*** Task data Section Begins ***
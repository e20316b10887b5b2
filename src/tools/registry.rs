//! Tool registry, parameter schemas and argument validation.

use crate::error::{ToolError, ToolResult};
use crate::protocol::{CallToolParams, CallToolResult, Tool};
use crate::tools::BuiltinTool;
use crate::tools::arithmetic::Number;
use serde_json::{Map, Value, json};
use std::borrow::Cow;
use tracing::debug;

/// Declared type of a tool parameter.
#[derive(Debug, Clone, Copy, PartialEq, Eq)]
pub enum ParamKind {
    Number,
    String,
}

impl ParamKind {
    /// JSON-Schema type name.
    pub fn as_str(self) -> &'static str {
        match self {
            Self::Number => "number",
            Self::String => "string",
        }
    }

    fn matches(self, value: &Value) -> bool {
        match self {
            Self::Number => value.is_number(),
            Self::String => value.is_string(),
        }
    }
}

/// One entry of a tool's parameter schema.
#[derive(Debug, Clone)]
pub struct ParamSpec {
    pub name: &'static str,
    pub kind: ParamKind,
    pub required: bool,
    pub default: Option<Value>,
    pub title: Option<&'static str>,
    pub description: Option<&'static str>,
}

impl ParamSpec {
    pub fn required(name: &'static str, kind: ParamKind) -> Self {
        Self {
            name,
            kind,
            required: true,
            default: None,
            title: None,
            description: None,
        }
    }

    pub fn optional(name: &'static str, kind: ParamKind, default: Value) -> Self {
        Self {
            name,
            kind,
            required: false,
            default: Some(default),
            title: None,
            description: None,
        }
    }

    pub fn title(mut self, title: &'static str) -> Self {
        self.title = Some(title);
        self
    }

    pub fn description(mut self, description: &'static str) -> Self {
        self.description = Some(description);
        self
    }

    fn property(&self) -> Value {
        let mut property = Map::new();
        property.insert("type".into(), json!(self.kind.as_str()));
        if let Some(description) = self.description {
            property.insert("description".into(), json!(description));
        }
        if let Some(title) = self.title {
            property.insert("title".into(), json!(title));
        }
        if let Some(default) = &self.default {
            property.insert("default".into(), default.clone());
        }
        Value::Object(property)
    }
}

/// Render a parameter list as a JSON-Schema object.
pub fn input_schema(params: &[ParamSpec]) -> Value {
    let properties: Map<String, Value> = params
        .iter()
        .map(|p| (p.name.to_string(), p.property()))
        .collect();
    let required: Vec<&str> = params.iter().filter(|p| p.required).map(|p| p.name).collect();

    json!({
        "type": "object",
        "properties": properties,
        "required": required,
    })
}

/// Tool arguments checked against a parameter schema, with defaults filled in.
#[derive(Debug, Clone)]
pub struct Arguments {
    values: Map<String, Value>,
}

impl Arguments {
    /// Validate raw `arguments` against `params`.
    ///
    /// `null` counts as absent. Unknown keys are ignored.
    pub fn validate(params: &[ParamSpec], raw: &Value) -> ToolResult<Self> {
        let supplied = match raw {
            Value::Null => Map::new(),
            Value::Object(map) => map.clone(),
            other => {
                return Err(ToolError::InvalidArguments(format!(
                    "arguments must be an object, got {}",
                    other
                )));
            }
        };

        let mut values = Map::new();
        for spec in params {
            match supplied.get(spec.name).filter(|v| !v.is_null()) {
                Some(value) if spec.kind.matches(value) => {
                    values.insert(spec.name.to_string(), value.clone());
                }
                Some(_) => {
                    return Err(ToolError::InvalidType {
                        name: spec.name.into(),
                        expected: spec.kind.as_str(),
                    });
                }
                None => match (&spec.default, spec.required) {
                    (Some(default), _) => {
                        values.insert(spec.name.to_string(), default.clone());
                    }
                    (None, true) => {
                        return Err(ToolError::MissingArgument(spec.name.into()));
                    }
                    (None, false) => {}
                },
            }
        }

        Ok(Self { values })
    }

    pub fn number(&self, name: &'static str) -> ToolResult<Number> {
        self.values
            .get(name)
            .and_then(Number::from_json)
            .ok_or_else(|| self.missing_or_mistyped(name, ParamKind::Number))
    }

    pub fn string(&self, name: &'static str) -> ToolResult<&str> {
        self.values
            .get(name)
            .and_then(Value::as_str)
            .ok_or_else(|| self.missing_or_mistyped(name, ParamKind::String))
    }

    fn missing_or_mistyped(&self, name: &'static str, kind: ParamKind) -> ToolError {
        if self.values.contains_key(name) {
            ToolError::InvalidType {
                name: Cow::Borrowed(name),
                expected: kind.as_str(),
            }
        } else {
            ToolError::MissingArgument(Cow::Borrowed(name))
        }
    }
}

/// Ordered, read-only catalog of the tools this server exposes.
#[derive(Debug, Clone)]
pub struct ToolRegistry {
    tools: Vec<BuiltinTool>,
}

impl ToolRegistry {
    pub fn new(tools: impl IntoIterator<Item = BuiltinTool>) -> Self {
        Self {
            tools: tools.into_iter().collect(),
        }
    }

    pub fn get(&self, name: &str) -> Option<BuiltinTool> {
        BuiltinTool::from_name(name).filter(|tool| self.tools.contains(tool))
    }

    pub fn list(&self) -> Vec<Tool> {
        self.tools.iter().map(|t| t.definition()).collect()
    }

    pub fn execute(&self, params: CallToolParams) -> ToolResult<CallToolResult> {
        let tool = self
            .get(&params.name)
            .ok_or_else(|| ToolError::NotFound(params.name.clone()))?;

        debug!("Executing tool: {}", tool.name());
        let text = tool.invoke(&params.arguments)?;
        Ok(CallToolResult::text(text))
    }

    pub fn len(&self) -> usize {
        self.tools.len()
    }

    pub fn is_empty(&self) -> bool {
        self.tools.is_empty()
    }
}

impl Default for ToolRegistry {
    fn default() -> Self {
        Self::new(BuiltinTool::ALL)
    }
}
//! MCP protocol implementation over JSON-RPC 2.0 and Server-Sent Events.

pub mod handler;
pub mod routes;
pub mod server;
pub mod transport;
pub mod types;

pub use handler::{Dispatcher, Handler};
pub use routes::AppState;
pub use server::{McpServer, McpServerBuilder};
pub use types::*;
*** Task data Section Ends ***
A faithful transcription of all the material is what this exercise calls for.

## Solution for this task
repository e20316b10887b5b2
filename src/tools/registry.rs
//! Tool registry, parameter schemas and argument validation.

use crate::error::{ToolError, ToolResult};
use crate::protocol::{CallToolParams, CallToolResult, Tool};
use crate::tools::BuiltinTool;
use crate::tools::arithmetic::Number;
use serde_json::{Map, Value, json};
use std::borrow::Cow;
use tracing::debug;

/// Declared type of a tool parameter.
#[derive(Debug, Clone, Copy, PartialEq, Eq)]
pub enum ParamKind {
    Number,
    String,
}

impl ParamKind {
    /// JSON-Schema type name.
    pub fn as_str(self) -> &'static str {
        match self {
            Self::Number => "number",
            Self::String => "string",
        }
    }

    fn matches(self, value: &Value) -> bool {
        match self {
            Self::Number => value.is_number(),
            Self::String => value.is_string(),
        }
    }
}

/// One entry of a tool's parameter schema.
#[derive(Debug, Clone)]
pub struct ParamSpec {
    pub name: &'static str,
    pub kind: ParamKind,
    pub required: bool,
    pub default: Option<Value>,
    pub title: Option<&'static str>,
    pub description: Option<&'static str>,
}

impl ParamSpec {
    pub fn required(name: &'static str, kind: ParamKind) -> Self {
        Self {
            name,
            kind,
            required: true,
            default: None,
            title: None,
            description: None,
        }
    }

    pub fn optional(name: &'static str, kind: ParamKind, default: Value) -> Self {
        Self {
            name,
            kind,
            required: false,
            default: Some(default),
            title: None,
            description: None,
        }
    }

    pub fn title(mut self, title: &'static str) -> Self {
        self.title = Some(title);
        self
    }

    pub fn description(mut self, description: &'static str) -> Self {
        self.description = Some(description);
        self
    }

    fn property(&self) -> Value {
        let mut property = Map::new();
        property.insert("type".into(), json!(self.kind.as_str()));
        if let Some(description) = self.description {
            property.insert("description".into(), json!(description));
        }
        if let Some(title) = self.title {
            property.insert("title".into(), json!(title));
        }
        if let Some(default) = &self.default {
            property.insert("default".into(), default.clone());
        }
        Value::Object(property)
    }
}

/// Render a parameter list as a JSON-Schema object.
pub fn input_schema(params: &[ParamSpec]) -> Value {
    let properties: Map<String, Value> = params
        .iter()
        .map(|p| (p.name.to_string(), p.property()))
        .collect();
    let required: Vec<&str> = params.iter().filter(|p| p.required).map(|p| p.name).collect();

    json!({
        "type": "object",
        "properties": properties,
        "required": required,
    })
}

/// Tool arguments checked against a parameter schema, with defaults filled in.
#[derive(Debug, Clone)]
pub struct Arguments {
    values: Map<String, Value>,
}

impl Arguments {
    /// Validate raw `arguments` against `params`.
    ///
    /// `null` counts as absent. Unknown keys are ignored.
    pub fn validate(params: &[ParamSpec], raw: &Value) -> ToolResult<Self> {
        let supplied = match raw {
            Value::Null => Map::new(),
            Value::Object(map) => map.clone(),
            other => {
                return Err(ToolError::InvalidArguments(format!(
                    "arguments must be an object, got {}",
                    other
                )));
            }
        };

        let mut values = Map::new();
        for spec in params {
            match supplied.get(spec.name).filter(|v| !v.is_null()) {
                Some(value) if spec.kind.matches(value) => {
                    values.insert(spec.name.to_string(), value.clone());
                }
                Some(_) => {
                    return Err(ToolError::InvalidType {
                        name: spec.name.into(),
                        expected: spec.kind.as_str(),
                    });
                }
                None => match (&spec.default, spec.required) {
                    (Some(default), _) => {
                        values.insert(spec.name.to_string(), default.clone());
                    }
                    (None, true) => {
                        return Err(ToolError::MissingArgument(spec.name.into()));
                    }
                    (None, false) => {}
                },
            }
        }

        Ok(Self { values })
    }

    pub fn number(&self, name: &'static str) -> ToolResult<Number> {
        self.values
            .get(name)
            .and_then(Number::from_json)
            .ok_or_else(|| self.missing_or_mistyped(name, ParamKind::Number))
    }

    pub fn string(&self, name: &'static str) -> ToolResult<&str> {
        self.values
            .get(name)
            .and_then(Value::as_str)
            .ok_or_else(|| self.missing_or_mistyped(name, ParamKind::String))
    }

    fn missing_or_mistyped(&self, name: &'static str, kind: ParamKind) -> ToolError {
        if self.values.contains_key(name) {
            ToolError::InvalidType {
                name: Cow::Borrowed(name),
                expected: kind.as_str(),
            }
        } else {
            ToolError::MissingArgument(Cow::Borrowed(name))
        }
    }
}

/// Ordered, read-only catalog of the tools this server exposes.
#[derive(Debug, Clone)]
pub struct ToolRegistry {
    tools: Vec<BuiltinTool>,
}

impl ToolRegistry {
    pub fn new(tools: impl IntoIterator<Item = BuiltinTool>) -> Self {
        Self {
            tools: tools.into_iter().collect(),
        }
    }

    pub fn get(&self, name: &str) -> Option<BuiltinTool> {
        BuiltinTool::from_name(name).filter(|tool| self.tools.contains(tool))
    }

    pub fn list(&self) -> Vec<Tool> {
        self.tools.iter().map(|t| t.definition()).collect()
    }

    pub fn execute(&self, params: CallToolParams) -> ToolResult<CallToolResult> {
        let tool = self
            .get(&params.name)
            .ok_or_else(|| ToolError::NotFound(params.name.clone()))?;

        debug!("Executing tool: {}", tool.name());
        let text = tool.invoke(&params.arguments)?;
        Ok(CallToolResult::text(text))
    }

    pub fn len(&self) -> usize {
        self.tools.len()
    }

    pub fn is_empty(&self) -> bool {
        self.tools.is_empty()
    }
}

impl Default for ToolRegistry {
    fn default() -> Self {
        Self::new(BuiltinTool::ALL)
    }
}
//! MCP protocol implementation over JSON-RPC 2.0 and Server-Sent Events.

pub mod handler;
pub mod routes;
pub mod server;
pub mod transport;
pub mod types;

pub use handler::{Dispatcher, Handler};
pub use routes::AppState;
pub use server::{McpServer, McpServerBuilder};
pub use types::*;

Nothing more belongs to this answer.